Since forming in 1993, the iconic hard rock band KORN have sold nearly 40 million albums, toured the world dozens of times, and set records in the process that will likely never be surpassed. Originally from Bakersfield, CA, vocalist Jonathan Davis, guitarists James “Munky” Shaffer and Brian “Head” Welch, and Reginald “Fieldy” Arvizu on bass ushered in the new wave of metal music in the ’90s with their self-titled debut in 1994 and 1996’s Life is Peachy, but have ridden that wave to even greater success and higher artistic water marks. The band have battled personal demons and addictions but have found their way through to the other side. And now, highlighted by the force of drummer Ray Luzier, a return to a dual-guitar dynamic and some of Davis’s most inspired moments of self-reflection and expression, the new album The Serenity of Suffering finds KORN harnessing all the anger, power, and trademark balance of darkness and light that made their name all those years ago.

ROB ZOMBIE

Saturday May 4 9:50-10:50pm

As a rock icon and filmmaker with a unique vision, Zombie has continuously challenged audiences as he stretches the boundaries of both music and film. He has sold more than fifteen million albums worldwide, and is the only artist to experience unprecedented success in both music and film as the writer/director of seven feature films with a worldwide gross totaling more than $150 million.

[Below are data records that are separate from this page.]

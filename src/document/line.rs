//! A single line record and its derived display status.

use crate::text::{Segment, TextStyle, VoiceStyle};

/// Display status of a line, derived from its flags.
#[derive(Debug, Clone, Copy, PartialEq, Eq)]
pub enum LineStatus {
    None,
    Scheduled,
    Read,
    Selected,
    Reading,
}

impl std::fmt::Display for LineStatus {
    fn fmt(&self, f: &mut std::fmt::Formatter<'_>) -> std::fmt::Result {
        let s = match self {
            Self::None => "none",
            Self::Scheduled => "scheduled",
            Self::Read => "read",
            Self::Selected => "selected",
            Self::Reading => "reading",
        };
        f.write_str(s)
    }
}

/// One display-and-speech unit of the document.
#[derive(Debug, Clone)]
pub struct Line {
    index: usize,
    text: String,
    /// Painted segments tagged with the store generation they were painted at.
    pub(super) text_segments: Option<(u64, Vec<Segment<TextStyle>>)>,
    pub(super) voice_segments: Option<Vec<Segment<VoiceStyle>>>,
    pub(super) is_selected: bool,
    pub(super) is_reading: bool,
    pub(super) is_read: bool,
}

impl Line {
    pub fn new(index: usize, text: impl Into<String>) -> Self {
        Self {
            index,
            text: text.into(),
            text_segments: None,
            voice_segments: None,
            is_selected: false,
            is_reading: false,
            is_read: false,
        }
    }

    pub fn index(&self) -> usize {
        self.index
    }

    pub fn text(&self) -> &str {
        &self.text
    }

    pub fn is_selected(&self) -> bool {
        self.is_selected
    }

    pub fn is_reading(&self) -> bool {
        self.is_reading
    }

    pub fn is_read(&self) -> bool {
        self.is_read
    }

    /// Voice segments, once the scheduler has built them.
    pub fn voice_segments(&self) -> Option<&[Segment<VoiceStyle>]> {
        self.voice_segments.as_deref()
    }

    /// Index of the last speakable segment; `None` when the line has not been
    /// scheduled or has nothing to say.
    pub fn last_speech_id(&self) -> Option<usize> {
        self.voice_segments
            .as_ref()
            .and_then(|segments| segments.len().checked_sub(1))
    }

    /// Whether the line has at least one speakable segment.
    pub fn is_speakable(&self) -> bool {
        self.last_speech_id().is_some()
    }

    /// Reading > Selected > Read > Scheduled > None.
    pub fn status(&self) -> LineStatus {
        if self.is_reading {
            LineStatus::Reading
        } else if self.is_selected {
            LineStatus::Selected
        } else if self.is_read {
            LineStatus::Read
        } else if self.voice_segments.is_some() {
            LineStatus::Scheduled
        } else {
            LineStatus::None
        }
    }
}

// ---------------------------------------------------------------------------
// Tests
// ---------------------------------------------------------------------------
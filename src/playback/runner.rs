//! Async reader session: drives the scheduler from host commands and
//! speech-engine events received over `tokio::sync::mpsc` channels.
//!
//! # Flow
//!
//! ```text
//! open
//!   ├─▶ ReadingPosition::load (persistence)
//!   ├─▶ SpeechEngine::status              → Error phase when unavailable
//!   └─▶ spawn_blocking(parse_document)    → store swapped under the lock
//!
//! loop select!
//!   ├─ ReaderCommand  → Scheduler transition → effects
//!   └─ SpeechEvent    → Scheduler transition → effects
//!        effects ─▶ SpeechEngine (outside the lock) / scroll queue
//!
//! Close ─▶ stop engine if playing, ReadingPosition::save, reply summary
//! ```
//!
//! Scheduler transitions run with the [`SharedState`] lock held; engine
//! calls never do.

use std::sync::Arc;

use tokio::sync::{mpsc, oneshot, watch};

use crate::config::ReaderProfile;
use crate::document::{parse_document, LineStore};
use crate::error::ReaderError;
use crate::library::{PersistenceStore, ReadingPosition};
use crate::speech::{SpeechEngine, SpeechEvent, SpeechEventKind};

use super::scheduler::Scheduler;
use super::session::{Effect, SessionSummary};
use super::state::{ReaderPhase, ReaderState, ScrollRequest, SharedState};

/// Host intent delivered to a running [`ReaderSession`].
#[derive(Debug)]
pub enum ReaderCommand {
    LinePressed(usize),
    PlayToggle,
    /// First visible row of the host's list.
    ViewportChanged(usize),
    Locate,
    /// Re-parse the document with new settings.  Ignored while playing.
    Reload(Box<ReaderProfile>),
    /// Persist the position and end the session.
    Close(oneshot::Sender<SessionSummary>),
}

/// One opened document being read aloud.
///
/// # Example
///
/// ```rust,no_run
/// use std::time::Duration;
/// use tokio::sync::mpsc;
/// use read_aloud::config::ReaderConfig;
/// use read_aloud::library::MemoryStore;
/// use read_aloud::playback::{new_shared_state, ReaderCommand, ReaderSession};
/// use read_aloud::speech::ConsoleSpeechEngine;
///
/// # async fn example() -> anyhow::Result<()> {
/// let profile = ReaderConfig::load()?.compile()?;
/// let state = new_shared_state(&profile);
///
/// let (event_tx, event_rx) = mpsc::channel(16);
/// let (command_tx, command_rx) = mpsc::channel(16);
/// let session = ReaderSession::new(
///     state.clone(),
///     Box::new(ConsoleSpeechEngine::new(event_tx, Duration::from_millis(300))),
///     Box::new(MemoryStore::new()),
///     "book-key",
///     "第一章\n你好。",
///     profile,
/// );
/// let task = tokio::spawn(session.run(command_rx, event_rx));
///
/// command_tx.send(ReaderCommand::PlayToggle).await?;
/// # drop(command_tx);
/// let summary = task.await??;
/// # Ok(())
/// # }
/// ```
pub struct ReaderSession {
    state: SharedState,
    engine: Box<dyn SpeechEngine>,
    persistence: Box<dyn PersistenceStore>,
    book_key: String,
    raw_text: Arc<str>,
    profile: Arc<ReaderProfile>,
    engine_ready: bool,
    plays_ended: watch::Sender<u64>,
}

impl ReaderSession {
    pub fn new(
        state: SharedState,
        engine: Box<dyn SpeechEngine>,
        persistence: Box<dyn PersistenceStore>,
        book_key: impl Into<String>,
        raw_text: impl Into<Arc<str>>,
        profile: ReaderProfile,
    ) -> Self {
        Self {
            state,
            engine,
            persistence,
            book_key: book_key.into(),
            raw_text: raw_text.into(),
            profile: Arc::new(profile),
            engine_ready: false,
            plays_ended: watch::channel(0).0,
        }
    }

    /// Number of plays that have come to an end, for hosts that wait for
    /// playback to finish.  Subscribe before spawning [`run`](Self::run).
    pub fn plays_ended(&self) -> watch::Receiver<u64> {
        self.plays_ended.subscribe()
    }

    // -----------------------------------------------------------------------
    // Main async loop
    // -----------------------------------------------------------------------

    /// Open the document and serve commands and engine events until a
    /// `Close` arrives or the command channel is closed.
    ///
    /// Returns the persisted reading position.
    pub async fn run(
        mut self,
        mut commands: mpsc::Receiver<ReaderCommand>,
        mut events: mpsc::Receiver<SpeechEvent>,
    ) -> Result<SessionSummary, ReaderError> {
        self.open().await?;

        loop {
            tokio::select! {
                command = commands.recv() => match command {
                    Some(command) => {
                        if let Some(summary) = self.handle_command(command).await? {
                            return Ok(summary);
                        }
                    }
                    None => {
                        log::debug!("reader: command channel closed");
                        return self.close();
                    }
                },
                Some(event) = events.recv() => self.handle_event(event),
            }
        }
    }

    // -----------------------------------------------------------------------
    // Session boundaries
    // -----------------------------------------------------------------------

    async fn open(&mut self) -> Result<(), ReaderError> {
        let position = ReadingPosition::load(self.persistence.as_ref(), &self.book_key)?;

        match self.engine.status() {
            Ok(()) => {
                self.engine_ready = true;
                match self.engine.voices() {
                    Ok(voices) => log::debug!("reader: {} voices available", voices.len()),
                    Err(e) => log::warn!("reader: could not list voices: {e}"),
                }
            }
            Err(e) => {
                log::error!("reader: speech engine unavailable: {e}");
                let mut st = self.state.lock().unwrap();
                st.error_message = Some(e.to_string());
            }
        }

        self.reparse(position.viewing_index).await?;
        log::info!(
            "reader: opened {} at line {}",
            self.book_key,
            position.viewing_index
        );
        Ok(())
    }

    /// Parse the raw text on the blocking pool and swap the new store in.
    async fn reparse(&mut self, selected: usize) -> Result<(), ReaderError> {
        {
            let mut st = self.state.lock().unwrap();
            st.phase = ReaderPhase::Loading;
        }

        let raw = Arc::clone(&self.raw_text);
        let profile = Arc::clone(&self.profile);
        let mut store: LineStore =
            tokio::task::spawn_blocking(move || parse_document(&raw, &profile)).await?;

        let mut st = self.state.lock().unwrap();
        st.scheduler.reconfigure(self.profile.reading.clone());
        st.scheduler.restore(&mut store, selected);
        st.store = store;
        st.phase = if self.engine_ready {
            ReaderPhase::Idle
        } else {
            ReaderPhase::Error
        };
        log::debug!("reader: {} lines ready", st.store.len());
        Ok(())
    }

    fn close(&mut self) -> Result<SessionSummary, ReaderError> {
        let (summary, playing) = {
            let st = self.state.lock().unwrap();
            (st.scheduler.close(&st.store), st.scheduler.is_playing())
        };
        if playing {
            if let Err(e) = self.engine.stop() {
                log::warn!("reader: engine stop on close failed: {e}");
            }
        }

        ReadingPosition::from(&summary).save(self.persistence.as_mut(), &self.book_key)?;
        log::info!(
            "reader: closed {} at line {} of {}",
            self.book_key,
            summary.last_index,
            summary.line_count
        );
        Ok(summary)
    }

    // -----------------------------------------------------------------------
    // Event handlers
    // -----------------------------------------------------------------------

    /// Returns the summary once the session is closed.
    async fn handle_command(
        &mut self,
        command: ReaderCommand,
    ) -> Result<Option<SessionSummary>, ReaderError> {
        let effects = match command {
            ReaderCommand::LinePressed(index) => self.transition(|scheduler, store| {
                if index < store.len() {
                    scheduler.select(store, index)
                } else {
                    log::warn!("reader: line {index} pressed past {} lines", store.len());
                    Vec::new()
                }
            }),
            ReaderCommand::PlayToggle => {
                if !self.engine_ready {
                    log::warn!("reader: play refused, no speech engine");
                    return Ok(None);
                }
                self.transition(|scheduler, store| scheduler.toggle(store))
            }
            ReaderCommand::ViewportChanged(first) => self.transition(|scheduler, _| {
                scheduler.viewport_changed(first);
                Vec::new()
            }),
            ReaderCommand::Locate => self.transition(|scheduler, store| scheduler.locate(store)),
            ReaderCommand::Reload(profile) => {
                let selected = {
                    let st = self.state.lock().unwrap();
                    if st.scheduler.is_playing() {
                        log::warn!("reader: reload ignored while playing");
                        return Ok(None);
                    }
                    st.scheduler.selected_index()
                };
                self.profile = Arc::new(*profile);
                self.reparse(selected).await?;
                Vec::new()
            }
            ReaderCommand::Close(reply) => {
                let summary = self.close()?;
                let _ = reply.send(summary.clone());
                return Ok(Some(summary));
            }
        };

        self.apply(effects);
        Ok(None)
    }

    fn handle_event(&mut self, event: SpeechEvent) {
        let id = event.utterance;
        let effects = self.transition(|scheduler, store| match event.kind {
            SpeechEventKind::Start => scheduler.on_start(store, id),
            SpeechEventKind::Finish => scheduler.on_finish(store, id),
            SpeechEventKind::Cancel => scheduler.on_cancel(store, id),
        });
        self.apply(effects);
    }

    // -----------------------------------------------------------------------
    // Helpers
    // -----------------------------------------------------------------------

    /// Run one scheduler transition under the state lock.
    fn transition(
        &self,
        f: impl FnOnce(&mut Scheduler, &mut LineStore) -> Vec<Effect>,
    ) -> Vec<Effect> {
        let mut guard = self.state.lock().unwrap();
        let st: &mut ReaderState = &mut guard;
        let effects = f(&mut st.scheduler, &mut st.store);
        st.sync_phase();

        let ended = st.scheduler.plays_ended();
        self.plays_ended.send_if_modified(|seen| {
            let changed = *seen != ended;
            *seen = ended;
            changed
        });
        effects
    }

    /// Carry out scheduler effects.  Called without the state lock.
    fn apply(&mut self, effects: Vec<Effect>) {
        for effect in effects {
            match effect {
                Effect::SetVoice(voice) => {
                    if let Err(e) = self.engine.apply_voice(&voice) {
                        log::warn!("reader: could not apply voice {voice:?}: {e}");
                    }
                }
                Effect::Speak(utterance) => {
                    if let Err(e) = self.engine.speak(&utterance) {
                        log::error!("reader: speak failed: {e}");
                        self.transition(|scheduler, store| {
                            scheduler.on_cancel(store, utterance.id)
                        });
                        self.state.lock().unwrap().error_message = Some(e.to_string());
                    }
                }
                Effect::Stop => {
                    if let Err(e) = self.engine.stop() {
                        log::warn!("reader: engine stop failed: {e}");
                        let in_flight = self.state.lock().unwrap().scheduler.session().in_flight;
                        if let Some(id) = in_flight {
                            self.transition(|scheduler, store| scheduler.on_cancel(store, id));
                        }
                    }
                }
                Effect::ScrollTo { index, animated } => {
                    self.state
                        .lock()
                        .unwrap()
                        .scrolls
                        .push(ScrollRequest { index, animated });
                }
            }
        }
    }
}

// ---------------------------------------------------------------------------
// Tests
// ---------------------------------------------------------------------------
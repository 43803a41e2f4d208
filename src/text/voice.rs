//! Line text → speakable voice segments.

use super::edit::EditPipeline;
use super::paint::{Segment, StylePainter};
use super::style::VoiceStyle;

/// Segments whose trimmed text is this many characters or fewer are never
/// sent to the speech engine.
const MIN_SPEAKABLE_CHARS: usize = 1;

/// Paints a line in the voice domain and cleans each run up for synthesis.
#[derive(Debug, Clone, Default)]
pub struct VoiceSegmentBuilder {
    painter: StylePainter<VoiceStyle>,
    edits: EditPipeline,
}

impl VoiceSegmentBuilder {
    pub fn new(painter: StylePainter<VoiceStyle>, edits: EditPipeline) -> Self {
        Self { painter, edits }
    }

    /// The voice style used where no paint rule matched.
    pub fn base_style(&self) -> &VoiceStyle {
        self.painter.base()
    }

    /// Build the speakable segments of `text`, in source order.
    ///
    /// 1. paint with the voice rules,
    /// 2. trim every segment,
    /// 3. drop segments of one character or less (stray punctuation),
    /// 4. apply the voice edits to the survivors.
    pub fn build(&self, text: &str) -> Vec<Segment<VoiceStyle>> {
        self.painter
            .paint(text)
            .into_iter()
            .filter_map(|segment| {
                let trimmed = segment.text.trim();
                if trimmed.chars().count() <= MIN_SPEAKABLE_CHARS {
                    return None;
                }
                Some(Segment::new(self.edits.apply(trimmed), segment.style))
            })
            .collect()
    }
}

// ---------------------------------------------------------------------------
// Tests
// ---------------------------------------------------------------------------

In April 2016, Zombie released of his 6th studio album, The Electric Warlock Acid Witch Satanic Orgy Celebration Dispenser. Produced by Zeuss, it was recorded and mixed at Goathouse Studios. A full return to form by the rock icon, The Electric Warlock… features John 5 (Guitar), Piggy D (Bass) and Ginger Fish (Drums). This album marks Rob Zombie’s first solo studio album since 2013’s Venomous Rat Regeneration Vendor.

TOOL

Sunday May 5 8:35-9:55pm

Tool’s greatest breakthrough was to meld dark underground metal with the ambition of art rock. Although Metallica wrote their multi-sectioned, layered songs as if they were composers, they kept their musical attack ferociously at street level. Tool didn’t. They embraced the artsy, bohemian preoccupations of Jane’s Addiction while they simultaneously paid musical homage to the relentlessly bleak visions of grindcore, death metal, and thrash. Even with their post-punk influences, they executed their music with the aesthetic of prog rock, alternating between long, detailed instrumental interludes and lyrical rants in their songs.